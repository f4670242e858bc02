use drills::lists::{
    from_slice, has_cycle, len, merge_k, merge_two, remove_nth_from_end, reorder, reverse, to_vec, List,
};

#[test]
fn reverse_relinks_all_nodes() {
    assert_eq!(to_vec(&reverse(from_slice(&[1, 2, 3, 4, 5]))), vec![5, 4, 3, 2, 1]);
    assert_eq!(reverse(None), None);
}

#[test]
fn merge_two_is_stable_on_ties() {
    let merged = merge_two(from_slice(&[1, 2, 4]), from_slice(&[1, 3, 4]));
    assert_eq!(to_vec(&merged), vec![1, 1, 2, 3, 4, 4]);
    assert_eq!(to_vec(&merge_two(None, from_slice(&[0]))), vec![0]);
    assert_eq!(merge_two(None, None), None);
}

#[test]
fn merge_k_drains_every_list() {
    let lists = vec![from_slice(&[1, 4, 5]), from_slice(&[1, 3, 4]), None, from_slice(&[2, 6])];
    assert_eq!(to_vec(&merge_k(lists)), vec![1, 1, 2, 3, 4, 4, 5, 6]);
    assert_eq!(merge_k(Vec::new()), None);
}

#[test]
fn remove_from_end() {
    assert_eq!(to_vec(&remove_nth_from_end(from_slice(&[1, 2, 3, 4, 5]), 2)), vec![1, 2, 3, 5]);
    assert_eq!(to_vec(&remove_nth_from_end(from_slice(&[1, 2]), 2)), vec![2]);
    assert_eq!(remove_nth_from_end(from_slice(&[1]), 1), None);
    assert_eq!(to_vec(&remove_nth_from_end(from_slice(&[1, 2]), 3)), vec![1, 2]);
    assert_eq!(to_vec(&remove_nth_from_end(from_slice(&[1, 2]), 0)), vec![1, 2]);
}

#[test]
fn reorder_interleaves_from_both_ends() {
    let mut list = from_slice(&[1, 2, 3, 4]);
    reorder(&mut list);
    assert_eq!(to_vec(&list), vec![1, 4, 2, 3]);

    let mut list = from_slice(&[1, 2, 3, 4, 5]);
    reorder(&mut list);
    assert_eq!(to_vec(&list), vec![1, 5, 2, 4, 3]);

    let mut list: List = from_slice(&[7, 8]);
    reorder(&mut list);
    assert_eq!(to_vec(&list), vec![7, 8]);
}

#[test]
fn cycle_detection_over_successor_table() {
    // 0 -> 1 -> 2 -> 3 -> 1
    assert!(has_cycle(&[Some(1), Some(2), Some(3), Some(1)], Some(0)));
    assert!(has_cycle(&[Some(0)], Some(0)));
    assert!(!has_cycle(&[Some(1), Some(2), None], Some(0)));
    assert!(!has_cycle(&[Some(1), None], None));
    assert!(!has_cycle(&[None], Some(0)));
}

#[test]
fn long_results_drop_without_recursion() {
    let vals: Vec<i32> = (0..1_000_000).collect();
    let reversed = reverse(from_slice(&vals));
    assert_eq!(len(&reversed), 1_000_000);
    drop(reversed);

    let evens: Vec<i32> = (0..300_000).map(|v| v * 2).collect();
    let odds: Vec<i32> = (0..300_000).map(|v| v * 2 + 1).collect();
    let merged = merge_two(from_slice(&evens), from_slice(&odds));
    assert_eq!(len(&merged), 600_000);
    drop(merged);
}
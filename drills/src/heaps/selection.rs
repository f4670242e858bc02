//! Bounded-heap selection.
//!
//! Equations:
//!   keep a min-heap of size ≤ k; after every push, pop when size > k
//!   root = k-th largest seen so far                      O(n log k)

use std::collections::HashMap;

use crate::data_structures::MinHeap;

/// The `k` most frequent values, most frequent first.
///
/// Ties on frequency go to the larger value. Fewer than `k` results are
/// returned when `nums` has fewer distinct values.
pub fn top_k_frequent(nums: &[i32], k: usize) -> Vec<i32> {
    if k == 0 {
        return Vec::new();
    }
    let mut freq: HashMap<i32, usize> = HashMap::new();
    for &n in nums {
        *freq.entry(n).or_insert(0) += 1;
    }

    let mut heap: MinHeap<(usize, i32)> = MinHeap::new();
    for (val, count) in freq {
        heap.push((count, val));
        if heap.len() > k {
            heap.pop();
        }
    }
    let mut out: Vec<i32> = heap.into_sorted_vec().into_iter().map(|(_, val)| val).collect();
    out.reverse();
    out
}

/// `None` when `k` is zero or exceeds `nums.len()`.
pub fn kth_largest(nums: &[i32], k: usize) -> Option<i32> {
    if k == 0 || k > nums.len() {
        return None;
    }
    let mut heap: MinHeap<i32> = MinHeap::new();
    for &n in nums {
        heap.push(n);
        if heap.len() > k {
            heap.pop();
        }
    }
    heap.peek().copied()
}

#[cfg(test)]
mod tests {
    use super::*;

    #[test]
    fn most_frequent_first() {
        assert_eq!(top_k_frequent(&[1, 1, 1, 2, 2, 3], 2), vec![1, 2]);
        assert_eq!(top_k_frequent(&[1], 1), vec![1]);
        assert_eq!(top_k_frequent(&[4, 4, 5], 5), vec![4, 5]);
        assert!(top_k_frequent(&[1, 2], 0).is_empty());
    }

    #[test]
    fn kth_largest_counts_duplicates() {
        assert_eq!(kth_largest(&[3, 2, 1, 5, 6, 4], 2), Some(5));
        assert_eq!(kth_largest(&[3, 2, 3, 1, 2, 4, 5, 5, 6], 4), Some(4));
        assert_eq!(kth_largest(&[1], 2), None);
        assert_eq!(kth_largest(&[1], 0), None);
    }
}
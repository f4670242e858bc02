//! Variable-width window scans over the characters of a string.
//!
//! Variables:
//!   [l, r] : current window, both ends advance monotonically
//!
//! Every routine here is a single pass: O(n) window moves, O(σ) map space.

use std::collections::HashMap;

pub fn length_of_longest_substring(s: &str) -> usize {
    let mut last: HashMap<char, usize> = HashMap::new();
    let mut left = 0;
    let mut best = 0;
    for (right, ch) in s.chars().enumerate() {
        if let Some(&seen) = last.get(&ch) {
            if seen >= left {
                left = seen + 1;
            }
        }
        last.insert(ch, right);
        best = best.max(right + 1 - left);
    }
    best
}

/// Longest window that becomes a single repeated letter after at most `k`
/// substitutions.
///
/// `max_count` never shrinks: a stale maximum only keeps the window from
/// growing, it can't report a window that is too long.
pub fn character_replacement(s: &str, k: usize) -> usize {
    let chars: Vec<char> = s.chars().collect();
    let mut counts: HashMap<char, usize> = HashMap::new();
    let mut left = 0;
    let mut max_count = 0;
    let mut best = 0;
    for (right, &ch) in chars.iter().enumerate() {
        let count = counts.entry(ch).or_insert(0);
        *count += 1;
        max_count = max_count.max(*count);
        let window = right + 1 - left;
        if window - max_count > k {
            if let Some(c) = counts.get_mut(&chars[left]) {
                *c -= 1;
            }
            left += 1;
        } else {
            best = best.max(window);
        }
    }
    best
}

/// Shortest substring of `s` containing every character of `t` with
/// multiplicity. Empty when no such window exists or `t` is empty; the
/// leftmost window wins ties.
pub fn min_window(s: &str, t: &str) -> String {
    if t.is_empty() {
        return String::new();
    }
    let mut target: HashMap<char, usize> = HashMap::new();
    for ch in t.chars() {
        *target.entry(ch).or_insert(0) += 1;
    }

    let chars: Vec<char> = s.chars().collect();
    let need = target.len();
    let mut formed = 0;
    let mut window: HashMap<char, usize> = HashMap::new();
    let mut best: Option<(usize, usize)> = None;
    let mut left = 0;

    for (right, &ch) in chars.iter().enumerate() {
        let have = window.entry(ch).or_insert(0);
        *have += 1;
        if target.get(&ch) == Some(&*have) {
            formed += 1;
        }
        while formed == need {
            if best.map_or(true, |(l, r)| right - left < r - l) {
                best = Some((left, right));
            }
            let out = chars[left];
            if let Some(have) = window.get_mut(&out) {
                *have -= 1;
                if target.get(&out).is_some_and(|&want| *have < want) {
                    formed -= 1;
                }
            }
            left += 1;
        }
    }

    best.map(|(l, r)| chars[l..=r].iter().collect())
        .unwrap_or_default()
}

#[cfg(test)]
mod tests {
    use super::*;

    #[test]
    fn longest_unique_run() {
        assert_eq!(length_of_longest_substring("abcabcbb"), 3);
        assert_eq!(length_of_longest_substring("bbbbb"), 1);
        assert_eq!(length_of_longest_substring("pwwkew"), 3);
        assert_eq!(length_of_longest_substring(""), 0);
        assert_eq!(length_of_longest_substring("abba"), 2);
    }

    #[test]
    fn replacement_window() {
        assert_eq!(character_replacement("ABAB", 2), 4);
        assert_eq!(character_replacement("AABABBA", 1), 4);
        assert_eq!(character_replacement("", 3), 0);
    }

    #[test]
    fn minimum_cover() {
        assert_eq!(min_window("ADOBECODEBANC", "ABC"), "BANC");
        assert_eq!(min_window("a", "a"), "a");
        assert_eq!(min_window("a", "aa"), "");
        assert_eq!(min_window("abc", ""), "");
    }
}
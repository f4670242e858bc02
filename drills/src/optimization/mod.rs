pub mod backtracking;

pub use backtracking::combination_sum;
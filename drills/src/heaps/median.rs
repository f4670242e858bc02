//! Running median over a stream of integers.
//!
//! Variables:
//!   low  : MaxHeap<i32>  — smaller half, root is its maximum
//!   high : MinHeap<i32>  — larger half, root is its minimum
//!
//! Equations:
//!   invariant: max(low) <= min(high)
//!              |low| == |high|  or  |low| == |high| + 1
//!   median = low.peek()                         if |low| > |high|
//!          = (low.peek() + high.peek()) / 2     otherwise

use crate::data_structures::{MaxHeap, MinHeap};

#[derive(Debug, Clone, Default)]
pub struct MedianFinder {
    low: MaxHeap<i32>,
    high: MinHeap<i32>,
}

impl MedianFinder {
    pub fn new() -> Self {
        Self::default()
    }

    pub fn add_num(&mut self, num: i32) {
        match self.low.peek() {
            Some(&top) if num > top => self.high.push(num),
            _ => self.low.push(num),
        }
        if self.low.len() > self.high.len() + 1 {
            if let Some(moved) = self.low.pop() {
                self.high.push(moved);
            }
        } else if self.high.len() > self.low.len() {
            if let Some(moved) = self.high.pop() {
                self.low.push(moved);
            }
        }
    }

    /// `None` until the first number arrives.
    pub fn median(&self) -> Option<f64> {
        let lo = f64::from(*self.low.peek()?);
        if self.low.len() > self.high.len() {
            return Some(lo);
        }
        let hi = f64::from(*self.high.peek()?);
        Some((lo + hi) / 2.0)
    }

    pub fn len(&self) -> usize {
        self.low.len() + self.high.len()
    }

    pub fn is_empty(&self) -> bool {
        self.low.is_empty()
    }
}

impl Extend<i32> for MedianFinder {
    fn extend<I: IntoIterator<Item = i32>>(&mut self, iter: I) {
        for num in iter {
            self.add_num(num);
        }
    }
}
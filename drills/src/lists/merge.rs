use crate::data_structures::MinHeap;

use super::List;

/// Merge two ascending lists by relinking their nodes.
pub fn merge_two(mut a: List, mut b: List) -> List {
    let mut head: List = None;
    let mut tail = &mut head;
    loop {
        let take_a = match (&a, &b) {
            (Some(x), Some(y)) => x.val <= y.val,
            _ => break,
        };
        let src = if take_a { &mut a } else { &mut b };
        let Some(mut node) = src.take() else { break };
        *src = node.next.take();
        tail = &mut tail.insert(node).next;
    }
    *tail = a.or(b);
    head
}

/// Merge `k` ascending lists with a min-heap of current heads.
///
/// Heap entries are `(value, list index)`, so equal values drain the lower
/// index first.
pub fn merge_k(lists: Vec<List>) -> List {
    let mut heads = lists;
    let mut heap: MinHeap<(i32, usize)> = heads
        .iter()
        .enumerate()
        .filter_map(|(i, l)| l.as_ref().map(|node| (node.val, i)))
        .collect();

    let mut head: List = None;
    let mut tail = &mut head;
    while let Some((_, i)) = heap.pop() {
        let Some(mut node) = heads[i].take() else {
            continue;
        };
        heads[i] = node.next.take();
        if let Some(next) = &heads[i] {
            heap.push((next.val, i));
        }
        tail = &mut tail.insert(node).next;
    }
    head
}
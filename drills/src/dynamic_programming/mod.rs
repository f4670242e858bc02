pub mod grid;
pub mod memoization;
pub mod subsequence;
pub mod tabulation;

pub use grid::{longest_common_subsequence, unique_paths};
pub use memoization::word_break;
pub use subsequence::length_of_lis;
pub use tabulation::{climb_stairs, coin_change, decode_ways, jump_game, rob, rob_circular};
//! Level-order text form of a tree.
//!
//! Nodes are written breadth-first as comma-separated values with `#` for
//! each absent child, including the trailing run under the last level. The
//! empty tree is the empty string.

use log::debug;

use crate::data_structures::Queue;
use crate::error::CodecError;

use super::{from_level_order, Tree, TreeNode};

pub const NULL_MARKER: &str = "#";

pub fn serialize(tree: &Tree) -> String {
    let Some(root) = tree.as_deref() else {
        return String::new();
    };
    let mut tokens: Vec<String> = Vec::new();
    let mut queue: Queue<Option<&TreeNode>> = Queue::new();
    queue.enqueue(Some(root));
    while let Some(slot) = queue.dequeue() {
        match slot {
            Some(node) => {
                tokens.push(node.val.to_string());
                queue.enqueue(node.left.as_deref());
                queue.enqueue(node.right.as_deref());
            }
            None => tokens.push(NULL_MARKER.to_string()),
        }
    }
    tokens.join(",")
}

pub fn deserialize(data: &str) -> Result<Tree, CodecError> {
    if data.is_empty() {
        return Ok(None);
    }
    let slots = data
        .split(',')
        .map(|token| match token.trim() {
            NULL_MARKER => Ok(None),
            value => value
                .parse::<i32>()
                .map(Some)
                .map_err(|_| CodecError::InvalidToken(token.to_string())),
        })
        .collect::<Result<Vec<_>, _>>()
        .map_err(|err| {
            debug!("rejecting serialized tree: {err}");
            err
        })?;
    Ok(from_level_order(&slots))
}

#[cfg(test)]
mod tests {
    use super::*;

    #[test]
    fn trailing_markers_are_written() {
        let tree = from_level_order(&[Some(1), Some(2), Some(3), None, None, Some(4), Some(5)]);
        assert_eq!(serialize(&tree), "1,2,3,#,#,4,5,#,#,#,#");
    }

    #[test]
    fn parse_back() {
        let text = "1,2,3,#,#,4,5,#,#,#,#";
        assert_eq!(serialize(&deserialize(text).unwrap()), text);
        assert_eq!(deserialize("1,2,3,#,#,4,5"), deserialize(text));
    }

    #[test]
    fn empty_and_bad_tokens() {
        assert_eq!(serialize(&None), "");
        assert_eq!(deserialize(""), Ok(None));
        assert_eq!(deserialize("#"), Ok(None));
        assert_eq!(deserialize("1,x"), Err(CodecError::InvalidToken("x".into())));
    }
}
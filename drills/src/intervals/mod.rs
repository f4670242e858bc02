//! Closed-interval exercises: `[start, end]` with `start <= end`.
//!
//! Two intervals overlap when `b.start <= a.end`; touching endpoints merge.
//! Meetings are half-open: one ending at `t` does not clash with one
//! starting at `t`.

pub mod greedy;
pub mod merge;
pub mod rooms;

pub use greedy::{can_attend_meetings, erase_overlap_intervals};
pub use merge::{insert, merge};
pub use rooms::min_meeting_rooms;

use crate::sorting::quick_sort_by;

#[derive(Debug, Clone, Copy, PartialEq, Eq, Hash)]
pub struct Interval {
    pub start: i32,
    pub end: i32,
}

impl Interval {
    pub fn new(start: i32, end: i32) -> Self {
        Self { start, end }
    }
}

impl From<(i32, i32)> for Interval {
    fn from((start, end): (i32, i32)) -> Self {
        Self { start, end }
    }
}

impl From<[i32; 2]> for Interval {
    fn from([start, end]: [i32; 2]) -> Self {
        Self { start, end }
    }
}

fn sorted_by_start(intervals: &[Interval]) -> Vec<Interval> {
    let mut sorted = intervals.to_vec();
    quick_sort_by(&mut sorted, &mut |a: &Interval, b: &Interval| a.start.cmp(&b.start));
    sorted
}
//! One-dimensional DP, bottom-up.
//!
//! Equations:
//!   stairs(n)   = stairs(n-1) + stairs(n-2),  stairs(1)=1, stairs(2)=2
//!   coins(a)    = 1 + min_{c <= a} coins(a - c),  coins(0) = 0
//!   decode(i)   = [s[i] != '0'] decode(i-1) + [10 <= s[i-1..=i] <= 26] decode(i-2)
//!   rob(i)      = max(rob(i-1), rob(i-2) + x[i])
//!   reach(i)    = max(reach(i-1), i + x[i]),  fail when i > reach(i-1)
//!
//! Only the last one or two states are kept where the recurrence allows it.

/// Distinct ways to climb `n` steps taking 1 or 2 at a time.
pub fn climb_stairs(n: u32) -> u64 {
    if n <= 2 {
        return u64::from(n);
    }
    let (mut prev2, mut prev1) = (1u64, 2u64);
    for _ in 3..=n {
        let cur = prev1 + prev2;
        prev2 = prev1;
        prev1 = cur;
    }
    prev1
}

/// Fewest coins summing to `amount`, or `None` if no combination does.
pub fn coin_change(coins: &[usize], amount: usize) -> Option<usize> {
    let unreachable = amount + 1;
    let mut dp = vec![unreachable; amount + 1];
    dp[0] = 0;
    for a in 1..=amount {
        for &c in coins {
            if c > 0 && c <= a && dp[a - c] + 1 < dp[a] {
                dp[a] = dp[a - c] + 1;
            }
        }
    }
    (dp[amount] != unreachable).then_some(dp[amount])
}

/// Ways to decode a digit string under `A=1 … Z=26`.
pub fn decode_ways(s: &str) -> u64 {
    let d = s.as_bytes();
    if d.is_empty() || d[0] == b'0' || !d.iter().all(u8::is_ascii_digit) {
        return 0;
    }
    let (mut prev2, mut prev1) = (1u64, 1u64);
    for i in 1..d.len() {
        let mut cur = 0;
        if d[i] != b'0' {
            cur += prev1;
        }
        let two = (d[i - 1] - b'0') * 10 + (d[i] - b'0');
        if (10..=26).contains(&two) {
            cur += prev2;
        }
        prev2 = prev1;
        prev1 = cur;
    }
    prev1
}

/// Max loot from a row of houses without robbing two neighbours.
pub fn rob(nums: &[u32]) -> u64 {
    let (mut prev2, mut prev1) = (0u64, 0u64);
    for &x in nums {
        let cur = prev1.max(prev2 + u64::from(x));
        prev2 = prev1;
        prev1 = cur;
    }
    prev1
}

/// As [`rob`], but the first and last houses are neighbours.
pub fn rob_circular(nums: &[u32]) -> u64 {
    match nums.len() {
        0 => 0,
        1 => u64::from(nums[0]),
        n => rob(&nums[..n - 1]).max(rob(&nums[1..])),
    }
}

/// Whether the last index is reachable when `nums[i]` is the max jump from `i`.
pub fn jump_game(nums: &[usize]) -> bool {
    let mut reach = 0;
    for (i, &jump) in nums.iter().enumerate() {
        if i > reach {
            return false;
        }
        reach = reach.max(i + jump);
    }
    true
}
********
Repeat only the lines above, from the first line of the entries through the line that contains "vec![5, 4, 3, 2, 1]);", including both ends.

repository f4670242e858bc02
use drills::lists::{
    from_slice, has_cycle, len, merge_k, merge_two, remove_nth_from_end, reorder, reverse, to_vec, List,
};

#[test]
fn reverse_relinks_all_nodes() {
    assert_eq!(to_vec(&reverse(from_slice(&[1, 2, 3, 4, 5]))), vec![5, 4, 3, 2, 1]);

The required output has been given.